From the records below, copy each line in which the string "media" occurs.

***** Dataset entries *****

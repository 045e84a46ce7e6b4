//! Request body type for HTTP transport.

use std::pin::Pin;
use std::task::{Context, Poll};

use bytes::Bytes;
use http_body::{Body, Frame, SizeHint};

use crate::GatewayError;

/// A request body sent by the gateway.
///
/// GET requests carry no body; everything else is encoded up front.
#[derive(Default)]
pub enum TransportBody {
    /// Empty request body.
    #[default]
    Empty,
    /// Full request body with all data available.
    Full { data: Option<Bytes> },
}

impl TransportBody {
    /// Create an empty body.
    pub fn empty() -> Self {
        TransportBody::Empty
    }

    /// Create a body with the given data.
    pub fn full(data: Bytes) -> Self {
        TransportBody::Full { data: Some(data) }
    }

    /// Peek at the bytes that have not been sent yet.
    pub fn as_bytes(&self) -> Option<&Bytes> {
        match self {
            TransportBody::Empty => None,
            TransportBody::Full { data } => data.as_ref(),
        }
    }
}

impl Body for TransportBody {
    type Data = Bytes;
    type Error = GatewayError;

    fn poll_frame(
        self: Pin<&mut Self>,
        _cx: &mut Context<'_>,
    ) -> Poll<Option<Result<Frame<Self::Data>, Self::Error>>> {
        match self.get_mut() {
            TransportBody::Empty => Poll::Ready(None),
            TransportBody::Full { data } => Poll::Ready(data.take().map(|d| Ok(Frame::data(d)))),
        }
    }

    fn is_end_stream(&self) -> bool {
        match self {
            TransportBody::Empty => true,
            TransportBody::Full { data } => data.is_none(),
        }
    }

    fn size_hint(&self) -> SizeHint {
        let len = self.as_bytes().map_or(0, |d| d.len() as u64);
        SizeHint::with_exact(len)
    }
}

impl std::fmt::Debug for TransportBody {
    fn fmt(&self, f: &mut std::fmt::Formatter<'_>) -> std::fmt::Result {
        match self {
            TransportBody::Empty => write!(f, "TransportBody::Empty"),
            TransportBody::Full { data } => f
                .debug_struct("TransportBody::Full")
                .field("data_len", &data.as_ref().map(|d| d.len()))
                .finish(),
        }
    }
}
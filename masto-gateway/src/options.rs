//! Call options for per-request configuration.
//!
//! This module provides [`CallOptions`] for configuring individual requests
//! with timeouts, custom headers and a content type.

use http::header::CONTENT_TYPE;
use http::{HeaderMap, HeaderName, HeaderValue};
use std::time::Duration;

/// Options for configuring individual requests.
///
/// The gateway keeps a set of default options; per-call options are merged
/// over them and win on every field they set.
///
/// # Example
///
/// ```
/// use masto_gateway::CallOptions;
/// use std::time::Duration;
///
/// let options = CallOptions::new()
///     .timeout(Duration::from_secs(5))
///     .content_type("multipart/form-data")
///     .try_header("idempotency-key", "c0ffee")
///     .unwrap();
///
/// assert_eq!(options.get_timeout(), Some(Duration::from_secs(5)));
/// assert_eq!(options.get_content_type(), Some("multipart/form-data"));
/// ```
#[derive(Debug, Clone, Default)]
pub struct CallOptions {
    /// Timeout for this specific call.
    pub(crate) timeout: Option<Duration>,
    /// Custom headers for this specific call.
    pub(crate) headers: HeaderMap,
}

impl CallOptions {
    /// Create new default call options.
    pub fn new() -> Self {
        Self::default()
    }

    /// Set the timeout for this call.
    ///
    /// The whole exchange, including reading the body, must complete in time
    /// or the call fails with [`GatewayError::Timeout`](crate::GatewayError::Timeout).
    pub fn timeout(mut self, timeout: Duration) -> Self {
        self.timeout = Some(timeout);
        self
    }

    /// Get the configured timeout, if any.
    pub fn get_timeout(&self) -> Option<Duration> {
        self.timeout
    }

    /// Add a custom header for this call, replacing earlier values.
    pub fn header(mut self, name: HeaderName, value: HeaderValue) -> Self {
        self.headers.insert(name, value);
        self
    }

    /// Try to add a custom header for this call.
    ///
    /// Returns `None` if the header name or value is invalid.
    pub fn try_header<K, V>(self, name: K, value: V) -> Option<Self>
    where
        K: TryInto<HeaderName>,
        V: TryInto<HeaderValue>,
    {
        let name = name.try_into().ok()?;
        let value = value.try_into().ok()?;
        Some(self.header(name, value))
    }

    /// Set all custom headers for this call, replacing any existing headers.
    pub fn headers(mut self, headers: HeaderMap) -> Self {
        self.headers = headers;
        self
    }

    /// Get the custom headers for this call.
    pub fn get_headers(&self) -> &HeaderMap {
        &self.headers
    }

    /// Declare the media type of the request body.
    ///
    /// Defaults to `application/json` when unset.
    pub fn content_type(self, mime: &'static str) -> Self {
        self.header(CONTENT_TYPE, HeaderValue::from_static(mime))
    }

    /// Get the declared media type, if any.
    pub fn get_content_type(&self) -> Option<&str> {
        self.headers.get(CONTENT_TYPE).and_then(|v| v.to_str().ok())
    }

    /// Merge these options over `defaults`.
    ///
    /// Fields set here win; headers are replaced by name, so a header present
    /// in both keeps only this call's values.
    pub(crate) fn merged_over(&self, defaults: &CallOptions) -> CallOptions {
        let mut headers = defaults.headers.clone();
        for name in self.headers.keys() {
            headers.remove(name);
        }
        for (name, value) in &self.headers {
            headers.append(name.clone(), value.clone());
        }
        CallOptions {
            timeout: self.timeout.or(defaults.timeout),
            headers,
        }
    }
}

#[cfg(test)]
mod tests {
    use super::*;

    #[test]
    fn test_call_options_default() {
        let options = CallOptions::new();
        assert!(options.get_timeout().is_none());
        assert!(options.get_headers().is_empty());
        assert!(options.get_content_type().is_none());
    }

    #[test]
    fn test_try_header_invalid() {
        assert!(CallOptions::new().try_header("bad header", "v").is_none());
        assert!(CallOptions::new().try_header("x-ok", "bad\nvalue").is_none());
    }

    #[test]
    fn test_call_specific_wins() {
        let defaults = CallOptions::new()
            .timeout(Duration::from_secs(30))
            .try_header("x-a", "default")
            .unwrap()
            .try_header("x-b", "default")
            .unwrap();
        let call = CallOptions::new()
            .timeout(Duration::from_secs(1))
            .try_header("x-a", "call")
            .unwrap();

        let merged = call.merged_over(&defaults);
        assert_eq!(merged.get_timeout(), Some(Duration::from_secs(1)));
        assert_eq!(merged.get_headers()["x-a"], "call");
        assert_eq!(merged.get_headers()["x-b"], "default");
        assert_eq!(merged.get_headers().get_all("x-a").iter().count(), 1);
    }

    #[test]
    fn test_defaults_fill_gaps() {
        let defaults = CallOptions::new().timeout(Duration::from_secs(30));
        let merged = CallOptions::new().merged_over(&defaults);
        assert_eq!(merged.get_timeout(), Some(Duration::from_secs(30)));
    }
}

*****

Response area =>
    /// Declare the media type of the request body.
    /// Get the declared media type, if any.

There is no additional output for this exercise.